Varoufakis utiliza os avatares e discussões do grupo para expor uma proposta utópica, essa outra realidade, colocando interesse especial no mercado financeiro, na organização de corporações privadas e na renda universal. Nesse universo, as empresas são completamente horizontais e a propriedade é dos empregados, não existem bancos, nem a bolsa e todas as pessoas têm ao nascer o mesmo patrimônio. Os amigos contemplam esse outro mundo com incredulidade: será possível algo assim? O autor defende que o primeiro passo para que esse mundo seja possível é imaginar. Ainda que sobre o presente, particularmente sobre o papel da União Europeia ou sobre as ferramentas e a atitude da esquerda, o autor seja menos otimista. Uma última observação: a revolução cidadã que tornou possível a troca dessa outra realidade não está no futuro, já aconteceu, nos devastadores anos que seguiram a crise de 2008. Nessa realidade, sabemos, não foi assim. A questão é se poderia acontecer.

Seu livro é de ficção científica e imagina o fim do capitalismo em um universo paralelo. Por que a ficção científica é útil para explicar sua agenda política? Por que não somos capazes de imaginar o fim do capitalismo a não ser em um universo paralelo?

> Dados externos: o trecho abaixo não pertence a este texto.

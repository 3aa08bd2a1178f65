//! Mock implementations for testing
//!
//! These mocks enable integration testing without real I/O.

use crate::llm::{LlmError, LlmRequest, LlmResponse, LlmService};
use async_trait::async_trait;
use std::collections::VecDeque;
use std::sync::Mutex;
use std::time::Duration;

/// Mock completion service that returns queued responses in order
pub struct MockLlmService {
    responses: Mutex<VecDeque<Result<LlmResponse, LlmError>>>,
    /// Record of all requests made
    requests: Mutex<Vec<LlmRequest>>,
    delay: Option<Duration>,
}

impl MockLlmService {
    pub fn new() -> Self {
        Self {
            responses: Mutex::new(VecDeque::new()),
            requests: Mutex::new(Vec::new()),
            delay: None,
        }
    }

    /// Sleep before answering each request
    pub fn with_delay(mut self, delay: Duration) -> Self {
        self.delay = Some(delay);
        self
    }

    /// Queue a successful text reply
    pub fn queue_text(&self, text: impl Into<String>) {
        self.responses
            .lock()
            .unwrap()
            .push_back(Ok(LlmResponse::text(text)));
    }

    /// Queue an error response
    pub fn queue_error(&self, error: LlmError) {
        self.responses.lock().unwrap().push_back(Err(error));
    }

    /// Get recorded requests
    pub fn recorded_requests(&self) -> Vec<LlmRequest> {
        self.requests.lock().unwrap().clone()
    }

    /// Number of requests made with the given system persona
    pub fn requests_with_persona(&self, persona: &str) -> usize {
        self.requests
            .lock()
            .unwrap()
            .iter()
            .filter(|r| r.system == persona)
            .count()
    }
}

impl Default for MockLlmService {
    fn default() -> Self {
        Self::new()
    }
}

#[async_trait]
impl LlmService for MockLlmService {
    async fn complete(&self, request: &LlmRequest) -> Result<LlmResponse, LlmError> {
        self.requests.lock().unwrap().push(request.clone());
        if let Some(delay) = self.delay {
            tokio::time::sleep(delay).await;
        }
        self.responses
            .lock()
            .unwrap()
            .pop_front()
            .unwrap_or_else(|| Err(LlmError::network("No mock response queued")))
    }

    fn model_id(&self) -> &str {
        "mock-model"
    }
}

#[cfg(test)]
mod tests {
    use super::*;

    #[tokio::test]
    async fn test_mock_llm_service() {
        let mock = MockLlmService::new();
        mock.queue_text("Hello");

        let request = LlmRequest::new("persona", "prompt");
        let response = mock.complete(&request).await.unwrap();
        assert_eq!(response.text, "Hello");

        // Second call should fail (no more responses)
        assert!(mock.complete(&request).await.is_err());
        assert_eq!(mock.recorded_requests().len(), 2);
        assert_eq!(mock.requests_with_persona("persona"), 2);
    }
}
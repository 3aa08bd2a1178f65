//! Events that can occur in a session

use super::state::Quiz;

/// Events that trigger state transitions
#[derive(Debug, Clone)]
pub enum Event {
    // User events
    Start {
        topic: String,
    },
    Submit {
        selected: Option<String>,
    },
    /// The UI re-rendered; never causes a second feedback request
    Refresh,

    // Generator events
    ExplanationReady {
        text: String,
    },
    ExplanationFailed {
        message: String,
    },
    QuizReady {
        quiz: Quiz,
    },
    QuizFailed {
        message: String,
        /// Freeform reply kept for display when it was not valid quiz JSON
        raw: Option<String>,
    },
    FeedbackReady {
        text: String,
    },
    FeedbackFailed {
        message: String,
    },
}

impl Event {
    pub fn start(topic: impl Into<String>) -> Self {
        Event::Start {
            topic: topic.into(),
        }
    }

    pub fn submit(selected: impl Into<String>) -> Self {
        Event::Submit {
            selected: Some(selected.into()),
        }
    }

    /// Short name for logs
    pub fn name(&self) -> &'static str {
        match self {
            Event::Start { .. } => "start",
            Event::Submit { .. } => "submit",
            Event::Refresh => "refresh",
            Event::ExplanationReady { .. } => "explanation_ready",
            Event::ExplanationFailed { .. } => "explanation_failed",
            Event::QuizReady { .. } => "quiz_ready",
            Event::QuizFailed { .. } => "quiz_failed",
            Event::FeedbackReady { .. } => "feedback_ready",
            Event::FeedbackFailed { .. } => "feedback_failed",
        }
    }
}
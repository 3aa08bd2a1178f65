//! LLM provider abstraction
//!
//! The tutor talks to exactly one hosted, OpenAI-compatible chat endpoint
//! (Groq by default). Everything above this module only sees [`LlmService`].

mod config;
mod error;
mod openai;
mod types;

pub use config::LlmConfig;
pub use error::{LlmError, LlmErrorKind};
pub use openai::OpenAIService;
pub use types::*;

use async_trait::async_trait;
use std::sync::Arc;

/// Common interface for LLM providers
#[async_trait]
pub trait LlmService: Send + Sync {
    /// Make a completion request
    async fn complete(&self, request: &LlmRequest) -> Result<LlmResponse, LlmError>;

    /// Get the model ID
    fn model_id(&self) -> &str;
}

/// Logging wrapper for LLM services
pub struct LoggingService {
    inner: Arc<dyn LlmService>,
    model_id: String,
}

impl LoggingService {
    pub fn new(inner: Arc<dyn LlmService>) -> Self {
        let model_id = inner.model_id().to_string();
        Self { inner, model_id }
    }
}

#[async_trait]
impl LlmService for LoggingService {
    async fn complete(&self, request: &LlmRequest) -> Result<LlmResponse, LlmError> {
        let start = std::time::Instant::now();
        let result = self.inner.complete(request).await;
        let duration = start.elapsed();

        match &result {
            Ok(response) => {
                tracing::info!(
                    model = %self.model_id,
                    duration_ms = %duration.as_millis(),
                    input_tokens = response.usage.input_tokens,
                    output_tokens = response.usage.output_tokens,
                    "LLM request completed"
                );
            }
            Err(e) => {
                tracing::error!(
                    model = %self.model_id,
                    duration_ms = %duration.as_millis(),
                    error = %e.message,
                    retryable = e.kind.is_retryable(),
                    "LLM request failed"
                );
            }
        }

        result
    }

    fn model_id(&self) -> &str {
        &self.model_id
    }
}

/// Stand-in used when no credential is configured.
///
/// The server still starts; every generation fails with an auth error that
/// the session surfaces to the user.
pub struct UnconfiguredService {
    model_id: String,
}

impl UnconfiguredService {
    pub fn new(model_id: impl Into<String>) -> Self {
        Self {
            model_id: model_id.into(),
        }
    }
}

#[async_trait]
impl LlmService for UnconfiguredService {
    async fn complete(&self, _request: &LlmRequest) -> Result<LlmResponse, LlmError> {
        Err(LlmError::auth(
            "No API key configured. Set GROQ_API_KEY or STUDY_BUDDY_API_KEY.",
        ))
    }

    fn model_id(&self) -> &str {
        &self.model_id
    }
}

#[cfg(test)]
mod tests {
    use super::*;

    #[tokio::test]
    async fn test_unconfigured_service_fails_with_auth() {
        let service = UnconfiguredService::new("llama-3.1-8b-instant");
        let request = LlmRequest::new("system", "prompt");

        let err = service.complete(&request).await.unwrap_err();
        assert_eq!(err.kind, LlmErrorKind::Auth);
        assert!(!err.kind.is_retryable());
        assert_eq!(service.model_id(), "llama-3.1-8b-instant");
    }

    #[tokio::test]
    async fn test_logging_service_passes_through() {
        let inner: Arc<dyn LlmService> = Arc::new(UnconfiguredService::new("m"));
        let logged = LoggingService::new(inner);
        assert_eq!(logged.model_id(), "m");
        assert!(logged
            .complete(&LlmRequest::new("s", "p"))
            .await
            .is_err());
    }
}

Um famoso filósofo disse há anos: “Algo estranho está acontecendo. É mais fácil para nós imaginarmos o fim do mundo do que o fim do capitalismo”. Eu uso a ficção científica política para responder à pergunta: bem, se alguns de nós na esquerda não gostam do capitalismo, qual é a alternativa? A razão para usar um romance é porque, na hora de descrever o capitalismo, eu posso fazê-lo com um estudo, o que eu fiz em vários livros sobre o meu diagnóstico do presente no qual nos encontramos. Mas quando se trata de escrever sobre o futuro, sobre uma utopia, uma sociedade ideal, o que eu creio que deveríamos ter no lugar do que temos, começo a não estar de acordo comigo mesmo. Creio que muitas pessoas sensatas estariam cheias de dúvidas sobre um mundo alternativo, sobre o que queremos construir. A melhor maneira de negociar esses desacordos era ter personagens – cada um deles representa aspectos distintos do meu próprio pensamento -, confrontar-los com essa estrutura socioeconômica alternativa e fazer com que conversem entre si. Se colocamos tudo isso junto, temos um romance de ficção científica política.

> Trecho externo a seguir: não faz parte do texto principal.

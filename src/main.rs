//! AI Study Buddy - topic explanations, quizzes and feedback
//!
//! A Rust backend driving a per-session learning state machine against an
//! OpenAI-compatible completion service.

mod api;
mod generator;
mod llm;
mod runtime;
mod state_machine;

use api::{create_router, AppState};
use generator::ContentGenerator;
use llm::LlmConfig;
use runtime::SessionManager;
use std::net::SocketAddr;
use std::sync::Arc;
use std::time::Duration;
use tower_http::{
    compression::CompressionLayer,
    cors::{Any, CorsLayer},
    trace::TraceLayer,
};
use tracing_subscriber::{layer::SubscriberExt, util::SubscriberInitExt};

const DEFAULT_SESSION_IDLE: Duration = Duration::from_secs(60 * 60);
const IDLE_SWEEP_INTERVAL: Duration = Duration::from_secs(60);

#[tokio::main]
async fn main() -> Result<(), Box<dyn std::error::Error>> {
    // Initialize logging
    tracing_subscriber::registry()
        .with(
            tracing_subscriber::EnvFilter::try_from_default_env()
                .unwrap_or_else(|_| "study_buddy=info,tower_http=debug".into()),
        )
        .with(
            tracing_subscriber::fmt::layer()
                .json()
                .with_current_span(false)
                .with_span_list(false),
        )
        .init();

    // Configuration
    let port: u16 = std::env::var("STUDY_BUDDY_PORT")
        .ok()
        .and_then(|p| p.parse().ok())
        .unwrap_or(8000);

    let llm_config = LlmConfig::from_env();
    if llm_config.has_credentials() {
        tracing::info!(
            model = %llm_config.model,
            endpoint = %llm_config.endpoint,
            timeout_secs = llm_config.timeout.as_secs(),
            "Completion service configured"
        );
    } else {
        tracing::warn!("No API key configured. Set GROQ_API_KEY or STUDY_BUDDY_API_KEY.");
    }

    let session_idle = std::env::var("STUDY_BUDDY_SESSION_IDLE_SECS")
        .ok()
        .and_then(|s| s.parse::<u64>().ok())
        .filter(|secs| *secs > 0)
        .map_or(DEFAULT_SESSION_IDLE, Duration::from_secs);

    let generator = ContentGenerator::new(llm_config.build_service(), llm_config.timeout)
        .with_max_tokens(llm_config.max_tokens);
    let sessions = Arc::new(SessionManager::new(generator));
    sessions.spawn_idle_sweep(session_idle, IDLE_SWEEP_INTERVAL);
    tracing::info!(idle_secs = session_idle.as_secs(), "Idle session sweep started");
    let state = AppState::new(sessions);

    // Create router
    let cors = CorsLayer::new()
        .allow_origin(Any)
        .allow_methods(Any)
        .allow_headers(Any);

    let compression = CompressionLayer::new()
        .gzip(true)
        .br(true)
        .deflate(true)
        .zstd(true);

    let app = create_router(state)
        .layer(cors)
        .layer(compression)
        .layer(TraceLayer::new_for_http());

    // Start server
    let addr = SocketAddr::from(([0, 0, 0, 0], port));
    tracing::info!("Study buddy listening on {}", addr);

    let listener = tokio::net::TcpListener::bind(addr).await?;
    axum::serve(listener, app).await?;

    Ok(())
}
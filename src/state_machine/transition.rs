//! Pure state transition function
//!
//! Given the same state and event this always yields the same result; all
//! I/O is described by the returned effects and carried out by the runtime.

use super::state::{
    AnswerRecord, FeedbackState, LoadingStep, Notice, Quiz, SessionPhase, SessionState, Topic,
    ValidationError, QUIZ_LENGTH,
};
use super::{Effect, Event};
use thiserror::Error;

pub const QUIZ_FAILED_MESSAGE: &str =
    "⚠️ AI failed to generate quiz questions. Please click Start Learning again.";
pub const CORRECT_MESSAGE: &str = "✅ Correct!";
pub const COMPLETED_MESSAGE: &str = "🎉 Quiz completed! Keep learning 🚀";

/// Result of a state transition
#[derive(Debug)]
pub struct TransitionResult {
    pub new_state: SessionState,
    pub effects: Vec<Effect>,
}

impl TransitionResult {
    pub fn new(state: SessionState) -> Self {
        Self {
            new_state: state,
            effects: vec![],
        }
    }

    pub fn with_effect(mut self, effect: Effect) -> Self {
        self.effects.push(effect);
        self
    }
}

/// Errors that can occur during transition
#[derive(Debug, Error)]
pub enum TransitionError {
    #[error(transparent)]
    Validation(#[from] ValidationError),
    #[error("Still generating, please wait")]
    Busy,
    #[error("Invalid transition: {0}")]
    InvalidTransition(String),
}

impl TransitionError {
    pub fn is_validation(&self) -> bool {
        matches!(self, TransitionError::Validation(_))
    }
}

/// Pure transition function
pub fn transition(state: &SessionState, event: Event) -> Result<TransitionResult, TransitionError> {
    match (state.phase, event) {
        // ============================================================
        // Start: any phase, full reset
        // ============================================================
        (_, Event::Start { topic }) => {
            let topic = Topic::parse(&topic)?;
            Ok(
                TransitionResult::new(SessionState::loading(topic.clone()))
                    .with_effect(Effect::GenerateExplanation { topic }),
            )
        }

        // ============================================================
        // Loading
        // ============================================================
        (
            SessionPhase::Loading {
                step: LoadingStep::Explanation,
            },
            Event::ExplanationReady { text },
        ) => {
            let new_state = SessionState {
                phase: SessionPhase::Loading {
                    step: LoadingStep::Quiz,
                },
                explanation: text.clone(),
                ..state.clone()
            };
            Ok(TransitionResult::new(new_state).with_effect(Effect::GenerateQuiz { explanation: text }))
        }

        (
            SessionPhase::Loading {
                step: LoadingStep::Explanation,
            },
            Event::ExplanationFailed { message },
        ) => Ok(TransitionResult::new(SessionState::default())
            .with_effect(Effect::notify_error(format!(
                "Could not generate an explanation: {message}"
            )))),

        (
            SessionPhase::Loading {
                step: LoadingStep::Quiz,
            },
            Event::QuizReady { quiz },
        ) => {
            let new_state = SessionState {
                quiz,
                current_index: 0,
                answers: vec![],
                feedback: FeedbackState::NotRequested,
                quiz_fallback: None,
                ..state.clone()
            };
            if new_state.quiz.is_empty() {
                return enter_completed(new_state, vec![]);
            }
            let count = new_state.quiz.len();
            let result = TransitionResult::new(SessionState {
                phase: SessionPhase::Explaining,
                ..new_state
            });
            if count == QUIZ_LENGTH {
                return Ok(result);
            }
            Ok(result.with_effect(Effect::Notify(Notice::info(format!(
                "The quiz has {count} questions instead of {QUIZ_LENGTH}."
            )))))
        }

        (
            SessionPhase::Loading {
                step: LoadingStep::Quiz,
            },
            Event::QuizFailed { raw, .. },
        ) => {
            let new_state = SessionState {
                quiz: Quiz::empty(),
                current_index: 0,
                answers: vec![],
                feedback: FeedbackState::NotRequested,
                quiz_fallback: raw.filter(|r| !r.trim().is_empty()),
                ..state.clone()
            };
            enter_completed(new_state, vec![Effect::notify_error(QUIZ_FAILED_MESSAGE)])
        }

        (SessionPhase::Loading { .. }, Event::Submit { .. }) => Err(TransitionError::Busy),

        // ============================================================
        // Answering
        // ============================================================
        (SessionPhase::Explaining | SessionPhase::Answering { .. }, Event::Submit { selected }) => {
            submit_answer(state, selected)
        }

        (_, Event::Submit { .. }) => Err(TransitionError::InvalidTransition(
            "No question is awaiting an answer".to_string(),
        )),

        // ============================================================
        // Completion and feedback
        // ============================================================

        (_, Event::Refresh) => Ok(TransitionResult::new(state.clone())),

        (SessionPhase::Completed, Event::FeedbackReady { text })
            if state.feedback == FeedbackState::Pending =>
        {
            Ok(TransitionResult::new(SessionState {
                feedback: FeedbackState::Ready { text },
                ..state.clone()
            })
            .with_effect(Effect::notify_success(COMPLETED_MESSAGE)))
        }

        (SessionPhase::Completed, Event::FeedbackFailed { message })
            if state.feedback == FeedbackState::Pending =>
        {
            Ok(TransitionResult::new(SessionState {
                feedback: FeedbackState::Failed {
                    message: message.clone(),
                },
                ..state.clone()
            })
            .with_effect(Effect::notify_error(format!(
                "Could not generate feedback: {message}"
            ))))
        }

        // ============================================================
        // Generator results that do not match the current phase
        // ============================================================
        (phase, event) => Err(TransitionError::InvalidTransition(format!(
            "{} while {}",
            event.name(),
            phase.label()
        ))),
    }
}

/// Record an answer to the current question and advance
fn submit_answer(
    state: &SessionState,
    selected: Option<String>,
) -> Result<TransitionResult, TransitionError> {
    let selected = selected
        .filter(|s| !s.trim().is_empty())
        .ok_or(ValidationError::NoSelection)?;

    let index = state.current_index;
    let item = state.quiz.get(index).ok_or_else(|| {
        TransitionError::InvalidTransition(format!("No question at index {index}"))
    })?;
    let option = item
        .find_option(&selected)
        .ok_or_else(|| ValidationError::UnknownOption(selected.clone()))?;

    let correct = item.is_correct(option);
    let notice = if correct {
        Effect::notify_success(CORRECT_MESSAGE)
    } else {
        Effect::notify_error(format!("❌ Incorrect. Correct answer: {}", item.answer))
    };

    let mut answers = state.answers.clone();
    answers.push(AnswerRecord {
        question: item.question.clone(),
        selected: option.to_string(),
        correct: item.answer.clone(),
    });

    let next = index + 1;
    let new_state = SessionState {
        current_index: next,
        answers,
        ..state.clone()
    };

    if next >= state.quiz.len() {
        return enter_completed(new_state, vec![notice]);
    }

    Ok(TransitionResult::new(SessionState {
        phase: SessionPhase::Answering { index: next },
        ..new_state
    })
    .with_effect(notice))
}

/// Move to `Completed` and request feedback exactly once
fn enter_completed(
    state: SessionState,
    mut effects: Vec<Effect>,
) -> Result<TransitionResult, TransitionError> {
    let topic = state.topic.clone().ok_or_else(|| {
        TransitionError::InvalidTransition("Completed session has no topic".to_string())
    })?;

    effects.push(Effect::GenerateFeedback {
        topic,
        quiz: state.quiz.clone(),
        answers: state.answers.clone(),
    });

    Ok(TransitionResult {
        new_state: SessionState {
            phase: SessionPhase::Completed,
            current_index: state.answers.len(),
            feedback: FeedbackState::Pending,
            ..state
        },
        effects,
    })
}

O que essa crise nos ensinou sobre o sistema político e econômico em que vivemos? Por exemplo, com a recusa de liberar a patente das vacinas contra a covid-19, inclusive após o recebimento de financiamento pública.

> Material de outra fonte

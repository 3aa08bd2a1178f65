//! Session runtime executor

use super::view::SessionView;
use super::SseEvent;

use crate::generator::ContentGenerator;
use crate::state_machine::{transition, Effect, Event, Notice, SessionState, TransitionError};
use serde::Serialize;
use std::collections::VecDeque;
use tokio::sync::{broadcast, mpsc, oneshot, watch};

/// One user action plus the channel its outcome is returned on
#[derive(Debug)]
pub struct SessionCommand {
    pub event: Event,
    pub reply: oneshot::Sender<ActionOutcome>,
}

/// What a user action produced once it ran to completion
#[derive(Debug, Clone, Serialize)]
pub struct ActionOutcome {
    /// The action itself was accepted by the state machine
    pub accepted: bool,
    pub notices: Vec<Notice>,
    pub view: SessionView,
}

/// Owns one session's state and drives it one action at a time
pub struct SessionRuntime {
    session_id: String,
    state: SessionState,
    generator: ContentGenerator,
    command_rx: mpsc::Receiver<SessionCommand>,
    broadcast_tx: broadcast::Sender<SseEvent>,
    view_tx: watch::Sender<SessionView>,
}

impl SessionRuntime {
    pub fn new(
        session_id: String,
        generator: ContentGenerator,
        command_rx: mpsc::Receiver<SessionCommand>,
        broadcast_tx: broadcast::Sender<SseEvent>,
        view_tx: watch::Sender<SessionView>,
    ) -> Self {
        Self {
            session_id,
            state: SessionState::default(),
            generator,
            command_rx,
            broadcast_tx,
            view_tx,
        }
    }

    pub async fn run(mut self) {
        tracing::info!(session_id = %self.session_id, "Starting session runtime");

        while let Some(SessionCommand { event, reply }) = self.command_rx.recv().await {
            let outcome = self.handle(event).await;
            if reply.send(outcome).is_err() {
                tracing::debug!(session_id = %self.session_id, "Caller went away before the outcome");
            }
        }

        tracing::info!(session_id = %self.session_id, "Session runtime stopped");
    }

    /// Apply a user event and every generator event it leads to
    pub async fn handle(&mut self, event: Event) -> ActionOutcome {
        let mut notices = Vec::new();
        let mut accepted = true;
        let mut queue = VecDeque::from([event]);
        let mut first = true;

        while let Some(event) = queue.pop_front() {
            let name = event.name();
            match transition(&self.state, event) {
                Ok(result) => {
                    tracing::debug!(
                        session_id = %self.session_id,
                        event = name,
                        from = self.state.phase.label(),
                        to = result.new_state.phase.label(),
                        "Transition"
                    );
                    self.state = result.new_state;
                    self.publish_view();

                    for effect in result.effects {
                        if let Some(next) = self.execute_effect(effect, &mut notices).await {
                            queue.push_back(next);
                        }
                    }
                }
                Err(e) => {
                    let notice = rejection_notice(&e);
                    if e.is_validation() {
                        tracing::debug!(session_id = %self.session_id, event = name, error = %e, "Input rejected");
                    } else {
                        tracing::warn!(session_id = %self.session_id, event = name, error = %e, "Event rejected");
                    }
                    if first {
                        accepted = false;
                    }
                    self.push_notice(notice, &mut notices);
                }
            }
            first = false;
        }

        ActionOutcome {
            accepted,
            notices,
            view: self.view(),
        }
    }

    /// Carry out one effect; generator calls yield the event that reports their result
    async fn execute_effect(&self, effect: Effect, notices: &mut Vec<Notice>) -> Option<Event> {
        match effect {
            Effect::Notify(notice) => {
                self.push_notice(notice, notices);
                None
            }

            Effect::GenerateExplanation { topic } => {
                tracing::info!(session_id = %self.session_id, topic = %topic, "Generating explanation");
                Some(match self.generator.generate_explanation(&topic).await {
                    Ok(text) => Event::ExplanationReady { text },
                    Err(e) => {
                        tracing::warn!(session_id = %self.session_id, error = %e, "Explanation failed");
                        Event::ExplanationFailed {
                            message: e.to_string(),
                        }
                    }
                })
            }

            Effect::GenerateQuiz { explanation } => {
                tracing::info!(session_id = %self.session_id, "Generating quiz");
                Some(match self.generator.generate_quiz(&explanation).await {
                    Ok(quiz) => {
                        tracing::info!(session_id = %self.session_id, questions = quiz.len(), "Quiz ready");
                        Event::QuizReady { quiz }
                    }
                    Err(e) => {
                        tracing::warn!(session_id = %self.session_id, error = %e, "Quiz failed");
                        Event::QuizFailed {
                            message: e.to_string(),
                            raw: e.raw_reply().map(str::to_string),
                        }
                    }
                })
            }

            Effect::GenerateFeedback {
                topic,
                quiz,
                answers,
            } => {
                tracing::info!(
                    session_id = %self.session_id,
                    answered = answers.len(),
                    "Generating feedback"
                );
                Some(
                    match self.generator.generate_feedback(&topic, &quiz, &answers).await {
                        Ok(text) => Event::FeedbackReady { text },
                        Err(e) => {
                            tracing::warn!(session_id = %self.session_id, error = %e, "Feedback failed");
                            Event::FeedbackFailed {
                                message: e.to_string(),
                            }
                        }
                    },
                )
            }
        }
    }

    fn push_notice(&self, notice: Notice, notices: &mut Vec<Notice>) {
        // Nobody listening is fine; the notice still goes back with the action
        let _ = self.broadcast_tx.send(SseEvent::Notice {
            notice: notice.clone(),
        });
        notices.push(notice);
    }

    fn publish_view(&self) {
        let view = self.view();
        let _ = self.broadcast_tx.send(SseEvent::Snapshot { view: view.clone() });
        self.view_tx.send_replace(view);
    }

    fn view(&self) -> SessionView {
        SessionView::from_state(&self.session_id, &self.state)
    }
}

fn rejection_notice(error: &TransitionError) -> Notice {
    if error.is_validation() || matches!(error, TransitionError::Busy) {
        Notice::warning(error.to_string())
    } else {
        Notice::error(error.to_string())
    }
}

Esse livro é sobre algo além do capitalismo, mas já estamos em algo além do capitalismo. Desde 2008 eu escrevi e falei sobre a ideia de que o capitalismo se transformou em algo distinto. O capitalismo que eu conhecia antes de 2008 eu já não reconheço. Já não existem mercados competitivos, não há separação entre Estado e setor privado, existem corporações enormes movidas pela tecnologia criando espaços onde não há mercado, onde não há Estado. Se vemos a Amazon, o Facebook, entramos em um ecossistema digital: é um mercado, é claro, mas um mercado no qual cada loja é propriedade de um só homem. As ruas digitais pelas quais caminhamos são propriedade de um só homem, o que vemos, o que escutamos, todas as sugestões que recebemos das diferentes lojas dessa plataforma digital são controladas por um só homem. Isso é o feudalismo, não o capitalismo. Por isso eu chamo de tecnofeudalismo. O que estávamos vivendo antes de sermos golpeados pela covid-19 era algo próximo ao tecnofeudalismo. A covid simplesmente o piorou: podemos ver em toda a indústria das vacinas, o fiasco das vacinas da União Europeia, nossas provas, problemas e fracassos como seres humanos em utilizar a fantástica tecnologia e ciência que temos e pressionar para colocá-las a serviço da maioria.